La situation d’insécurité est montée d’un cran
Entre temps, le pays fonctionne avec deux gouvernements, et deux
premiers ministres, Lapin et Michel. Pour être plus clair, le pays n’a pas de
premier ministre, car il ne fonctionne
pas du tout. La crise persiste. Durant toute la période des séances de mise en
accusation, la situation d’insécurité est montée d’un cran. La zone de
Martissant, de village de Dieu, et même de Bicentenaire à quelques encablures
du Parlement, se retrouve, de manière
sporadique, sous les feux nourris des armes des bandits, et le Parlement sous
la pression des partisans de l’opposition politique, voulant, à tout prix,
forcer les députés à mettre en accusation le Président de la République. Les
partisans de Arnel Joseph, dont le cas est remis à un juge d’instruction, ont
défilé, sans inquiétude, dans la ville de Marchand-Dessalines, et les partisans
d’un autre chef de Gang, surnommé Odma, ont, au niveau de Carrefour Peye,
criblé de balles un bus faisant le trajet Desdunes-Port-au-Prince, dont un des
passager aurait reçu une balle au cou sans mettre sa vie en danger ; cette
information est rapportée par le Député de Desdunes.
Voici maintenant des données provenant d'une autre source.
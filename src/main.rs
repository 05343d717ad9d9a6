use clap::Parser;
use ghcn_trends::cli::{self, Args};
use std::process;

fn main() {
    let args = Args::parse();
    cli::setup_logging(&args);

    if let Err(error) = cli::run(args) {
        eprintln!("Error: {:#}", error);
        process::exit(1);
    }
}
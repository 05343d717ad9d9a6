//! Fixed-width GHCN-M station record parsing.
//!
//! Each data line holds one station-year:
//!
//! ```text
//! ID          YEAR ELEM VALUE DMQCDS x 12
//! ACW00011604 1961 TAVG  -142  k   ...
//! ```
//!
//! Values are integers in hundredths of a degree with `-9999` marking a
//! missing month. The sentinel is turned into `None` here and never leaves
//! this module.

use crate::constants::{
    ELEMENT_WIDTH, FLAG_WIDTH, MISSING_VALUE, MONTHS_PER_YEAR, STATION_ID_WIDTH, VALUE_SCALE,
    VALUE_WIDTH, YEAR_WIDTH,
};
use crate::error::ParseError;
use crate::models::StationRecord;
use serde::{Deserialize, Serialize};

/// Field widths of a station record line
#[derive(Debug, Clone, Copy, PartialEq, Eq, Serialize, Deserialize)]
pub struct RecordLayout {
    pub station_id_width: usize,
    /// Element tag between year and values, zero when the file has none
    pub element_width: usize,
}

impl Default for RecordLayout {
    fn default() -> Self {
        Self::ghcn_v4()
    }
}

impl RecordLayout {
    /// GHCN-M version 4 monthly layout (115 columns)
    pub const fn ghcn_v4() -> Self {
        Self {
            station_id_width: STATION_ID_WIDTH,
            element_width: ELEMENT_WIDTH,
        }
    }

    /// Layout without an element tag: `<id><year><value><flags>...`
    pub const fn without_element(station_id_width: usize) -> Self {
        Self {
            station_id_width,
            element_width: 0,
        }
    }

    fn values_offset(&self) -> usize {
        self.station_id_width + YEAR_WIDTH + self.element_width
    }

    /// Total line width in bytes
    pub fn line_width(&self) -> usize {
        self.values_offset() + MONTHS_PER_YEAR * (VALUE_WIDTH + FLAG_WIDTH)
    }
}

/// Parse one station line
pub fn parse_record(line: &str, layout: &RecordLayout) -> Result<StationRecord, ParseError> {
    let line = line.trim_end_matches(['\r', '\n']);
    let expected = layout.line_width();
    if line.len() != expected {
        return Err(ParseError::LineLength {
            expected,
            found: line.len(),
        });
    }

    let station_id = field(line, 0, layout.station_id_width, "station id")?.trim();
    if station_id.is_empty() {
        return Err(ParseError::MissingStationId);
    }

    let year_text = field(line, layout.station_id_width, YEAR_WIDTH, "year")?;
    let year = parse_year(year_text)?;

    let mut monthly_values = [None; MONTHS_PER_YEAR];
    let mut monthly_flags: [String; MONTHS_PER_YEAR] = Default::default();

    let group_width = VALUE_WIDTH + FLAG_WIDTH;
    for month in 0..MONTHS_PER_YEAR {
        let start = layout.values_offset() + month * group_width;
        let value_text = field(line, start, VALUE_WIDTH, "value")?;
        monthly_values[month] = parse_value(value_text)?;
        monthly_flags[month] = field(line, start + VALUE_WIDTH, FLAG_WIDTH, "flag")?.to_string();
    }

    Ok(StationRecord {
        station_id: station_id.to_string(),
        year,
        monthly_values,
        monthly_flags,
    })
}

fn field<'a>(line: &'a str, start: usize, width: usize, name: &str) -> Result<&'a str, ParseError> {
    line.get(start..start + width)
        .ok_or_else(|| ParseError::InvalidField {
            field: name.to_string(),
            value: line.to_string(),
        })
}

fn parse_year(text: &str) -> Result<i32, ParseError> {
    if !text.bytes().all(|b| b.is_ascii_digit()) {
        return Err(ParseError::InvalidField {
            field: "year".to_string(),
            value: text.to_string(),
        });
    }
    text.parse::<i32>().map_err(|_| ParseError::InvalidField {
        field: "year".to_string(),
        value: text.to_string(),
    })
}

/// Convert a raw hundredths field to degrees, `None` for the missing sentinel
fn parse_value(text: &str) -> Result<Option<f64>, ParseError> {
    let raw = text
        .trim()
        .parse::<i32>()
        .map_err(|_| ParseError::InvalidField {
            field: "value".to_string(),
            value: text.to_string(),
        })?;

    if raw == MISSING_VALUE {
        Ok(None)
    } else {
        Ok(Some(f64::from(raw) / VALUE_SCALE))
    }
}
//! Shared fixtures for unit tests

use crate::constants::MONTHS_PER_YEAR;
use crate::models::StationRecord;

#[path = "../tests/common/mod.rs"]
mod lines;

pub use lines::format_record;

/// A station-year with every month set to `value`
pub fn complete_record(station_id: &str, year: i32, value: f64) -> StationRecord {
    record_with_values(station_id, year, [Some(value); MONTHS_PER_YEAR])
}

/// A station-year with explicit (possibly missing) monthly values
pub fn record_with_values(
    station_id: &str,
    year: i32,
    monthly_values: [Option<f64>; MONTHS_PER_YEAR],
) -> StationRecord {
    StationRecord {
        station_id: station_id.to_string(),
        year,
        monthly_values,
        monthly_flags: Default::default(),
    }
}

/// A station-year with one missing month
pub fn incomplete_record(station_id: &str, year: i32, value: f64) -> StationRecord {
    let mut values = [Some(value); MONTHS_PER_YEAR];
    values[5] = None;
    record_with_values(station_id, year, values)
}

/// Complete records for every year of `start..=end`
pub fn station_years(station_id: &str, start: i32, end: i32, value: f64) -> Vec<StationRecord> {
    (start..=end)
        .map(|year| complete_record(station_id, year, value))
        .collect()
}
//! GHCN-M v4 line builder shared by unit tests, integration tests and benches

/// Render one station-year line
///
/// `station_id` and `element` are written as given, so callers choose the
/// column widths. `None` months become the `-9999` sentinel with blank flags.
pub fn format_record(station_id: &str, year: i32, element: &str, values: &[Option<i32>; 12]) -> String {
    let mut line = format!("{}{:04}{}", station_id, year, element);
    for value in values {
        line.push_str(&format!("{:>5}", value.unwrap_or(-9999)));
        line.push_str(if value.is_some() { "  Q" } else { "   " });
    }
    line
}
//! Application constants for the GHCN trends processor
//!
//! This module contains record layout widths, default aggregation settings,
//! and the data-source catalogue used throughout the application.

// =============================================================================
// Record Layout
// =============================================================================

/// Width of the GHCN-M v4 station identifier
pub const STATION_ID_WIDTH: usize = 11;

/// Width of the year field
pub const YEAR_WIDTH: usize = 4;

/// Width of the element tag (e.g. TAVG)
pub const ELEMENT_WIDTH: usize = 4;

/// Width of a single monthly value field
pub const VALUE_WIDTH: usize = 5;

/// Width of the DM/QC/DS flag triplet following each value
pub const FLAG_WIDTH: usize = 3;

/// Raw value used by GHCN-M for "no measurement"
pub const MISSING_VALUE: i32 = -9999;

/// Raw values are stored in hundredths of a degree
pub const VALUE_SCALE: f64 = 100.0;

// =============================================================================
// Calendar
// =============================================================================

pub const MONTHS_PER_YEAR: usize = 12;

/// Column names used in the persisted aggregate table
pub const MONTH_NAMES: [&str; MONTHS_PER_YEAR] = [
    "JAN", "FEB", "MAR", "APR", "MAY", "JUN", "JUL", "AUG", "SEP", "OCT", "NOV", "DEC",
];

pub const YEAR_COLUMN: &str = "Year";

/// Day counts for a common year
pub const COMMON_YEAR_DAYS: [u32; MONTHS_PER_YEAR] = [31, 28, 31, 30, 31, 30, 31, 31, 30, 31, 30, 31];

/// Years divisible by four that are nevertheless treated as common years
pub const NON_LEAP_OVERRIDES: &[i32] = &[1800, 1900, 2100];

// =============================================================================
// Aggregation Defaults
// =============================================================================

pub const DEFAULT_START_YEAR: i32 = 1600;
pub const DEFAULT_END_YEAR: i32 = 2018;
pub const DEFAULT_MIN_COVERAGE: usize = 1;

/// Label used in diagnostics when no station code is selected
pub const ALL_STATIONS_LABEL: &str = "ALL";

// =============================================================================
// Data Sources
// =============================================================================

/// Directory name used under the platform data dir
pub const DATA_DIR_NAME: &str = "ghcn-trends";

/// Fallback data directory relative to the working directory
pub const FALLBACK_DATA_DIR: &str = "data/GHCN_V4";

pub mod data_sources {
    pub const QCU_ID: &str = "GHCN_QCU";
    pub const QCF_ID: &str = "GHCN_QCF";
    pub const QFE_ID: &str = "GHCN_QFE";

    pub const QCU_DESC: &str = "GHCN-M, QCU: Quality control, unadjusted";
    pub const QCF_DESC: &str = "GHCN-M, QCF: Quality control, adjusted";
    pub const QFE_DESC: &str = "GHCN-M, QFE: Quality control, adjusted";

    /// Data file name pattern, `{}` is replaced by the source suffix
    pub const FILE_PATTERN: &str = "ghcnm.tavg.v4.*.{}.dat";
}
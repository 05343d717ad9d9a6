//! Core data structures for GHCN trend processing.
//!
//! Defines station records as parsed from the monthly data files,
//! per-year aggregates, and the aggregate series handed to presenters.

use crate::config::CodeSelector;
use crate::constants::{ALL_STATIONS_LABEL, MONTHS_PER_YEAR};
use serde::{Deserialize, Serialize};
use std::fmt;

/// One station-year of monthly observations
#[derive(Debug, Clone, PartialEq, Serialize, Deserialize)]
pub struct StationRecord {
    pub station_id: String,
    pub year: i32,
    /// Degrees Celsius, `None` where the station reported no measurement
    pub monthly_values: [Option<f64>; MONTHS_PER_YEAR],
    /// Raw DM/QC/DS flag triplet for each month
    pub monthly_flags: [String; MONTHS_PER_YEAR],
}

impl StationRecord {
    /// True when every month carries a measurement
    pub fn is_complete(&self) -> bool {
        self.monthly_values.iter().all(Option::is_some)
    }

    /// Monthly values of a complete record
    pub fn complete_values(&self) -> Option<[f64; MONTHS_PER_YEAR]> {
        let mut values = [0.0; MONTHS_PER_YEAR];
        for (slot, value) in values.iter_mut().zip(&self.monthly_values) {
            *slot = (*value)?;
        }
        Some(values)
    }
}

/// Mean monthly values for a single year
#[derive(Debug, Clone, PartialEq, Serialize, Deserialize)]
pub struct YearlyAggregate {
    pub year: i32,
    pub month_values: [f64; MONTHS_PER_YEAR],
    /// Stations contributing to this year, unknown for combined or reloaded series
    pub contributing_count: Option<usize>,
}

/// Which stations an aggregate series was computed over
#[derive(Debug, Clone, PartialEq, Eq, Default, Serialize, Deserialize)]
pub enum SeriesScope {
    #[default]
    AllStations,
    Codes(CodeSelector),
}

impl From<Option<CodeSelector>> for SeriesScope {
    fn from(code: Option<CodeSelector>) -> Self {
        code.map_or(SeriesScope::AllStations, SeriesScope::Codes)
    }
}

impl fmt::Display for SeriesScope {
    fn fmt(&self, f: &mut fmt::Formatter<'_>) -> fmt::Result {
        match self {
            SeriesScope::AllStations => f.write_str(ALL_STATIONS_LABEL),
            SeriesScope::Codes(selector) => write!(f, "{}", selector),
        }
    }
}

/// Year-ordered aggregate rows
#[derive(Debug, Clone, PartialEq, Default, Serialize, Deserialize)]
pub struct AggregateSeries {
    pub scope: SeriesScope,
    pub rows: Vec<YearlyAggregate>,
}

impl AggregateSeries {
    pub fn new(scope: SeriesScope, mut rows: Vec<YearlyAggregate>) -> Self {
        rows.sort_by_key(|row| row.year);
        Self { scope, rows }
    }

    pub fn len(&self) -> usize {
        self.rows.len()
    }

    pub fn is_empty(&self) -> bool {
        self.rows.is_empty()
    }

    pub fn years(&self) -> Vec<i32> {
        self.rows.iter().map(|row| row.year).collect()
    }

    pub fn get(&self, year: i32) -> Option<&YearlyAggregate> {
        self.rows
            .binary_search_by_key(&year, |row| row.year)
            .ok()
            .map(|index| &self.rows[index])
    }

    /// Per-year station counts, `None` unless every row carries one
    pub fn station_counts(&self) -> Option<Vec<(i32, usize)>> {
        self.rows
            .iter()
            .map(|row| row.contributing_count.map(|count| (row.year, count)))
            .collect()
    }
}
Le remaniement forcé du Gouvernement du PM
Michel[4]
En outre, le gouvernement Michel a dû être remanié puisque la commission
de la Chambre Basse a relevé des irrégularités dans les dossiers de 4
ministres, deux ont officiellement donné leur démission, Marjorie Alexandre
Brunache des Affaires étrangères, et
Pradel Henriquez de la communication et de la culture. La présidence a pris un
autre arrêté pour changer les ministres démissionnaires et d’autres ministres
dont les dossiers ne sont pas corrects aux yeux de la commission de la Chambre
Basse. Ce nouvel arrêté présidentiel devrait, en principe, relancer la question
de la ratification de la politique générale du Premier Ministre Michel au
niveau de la Chambre Basse. Rien n’est encore sûr, d’autant que deux
commissaires de l’opposition n’ont pas signé le rapport d’analyse des pièces
des membres du nouveau gouvernement. Avec la majorité relative du Président
Jovenel Moïse au niveau de la Chambre Basse, la ratification du PM Michel
devrait être une simple formalité au cours de la séance prévue pour le mardi 3
septembre 2019[5].
Là encore, rien n’est sûr. Aux dernières nouvelles, Il a passé haut la main le cap de la Chambre Basse avec 76 deputés pour et 3 abstentions. Il ne lui reste que le Sénat. D’autant que, avec le passage du Sénateur Lambert à
l’opposition, justement parce que le Président a choisi Michel à son détriment
sans même une excuse préalable, Lambert a prédit un mauvais sort à Michel au
niveau de la Chambre Haute. Et, pour une raison ou une autre que le commun des
mortels ignore, le Président de la Chambre Basse, M. Bodeau, avait menacé (bien avant le vote du 3 septembre), lui
aussi, de passer à l’opposition. Que se passait-t-il ? N’est-ce pas ce même
M. Bodeau que la rumeur prétend être le vrai patron du PM Michel ? On nage
donc en pleine comédie. Et le pays se meurt.
Le
Sénateur Onondieu Louis serait impliqué dans un scandale de corruption
Pour comble de notre malheur, un autre scandale vient assombrir le
Parlement, en particulier la Chambre Haute, une fois de plus, un Sénateur,
proche du pouvoir, Onondieu Louis, serait impliqué dans une affaire de
corruption. Des gens proches du Sénateur auraient échangé près de 29 millions
de gourdes en provenance du Trésor Public, selon la FJK. Après l’implication du
Sénateur Gracia Delva dans le cas d’Arnel Joseph, ce cas d’Onondieu Louis, qui
s’est naturellement défendu d’être impliqué dans une quelconque affaire louche,
a défrayé la chronique. Le Sénateur Patrice Dumont est monté au créneau pour
demander au Président du Sénat, Dr Carl Murat Cantave, de sévir contre le
Sénateur Louis et contre une dame qui travaille au Senat et qui serait impliquée dans
toutes les magouilles à la questure. Toutes ces histoires ternissent davantage
l’image du Parlement, qui, de haut en bas, laisse l’impression de se foutre pas
mal du sort du peuple haïtien pour lequel les sénateurs et les députés disent
tous se battre. Quel drôle de façon de se battre pour un peuple aux abois.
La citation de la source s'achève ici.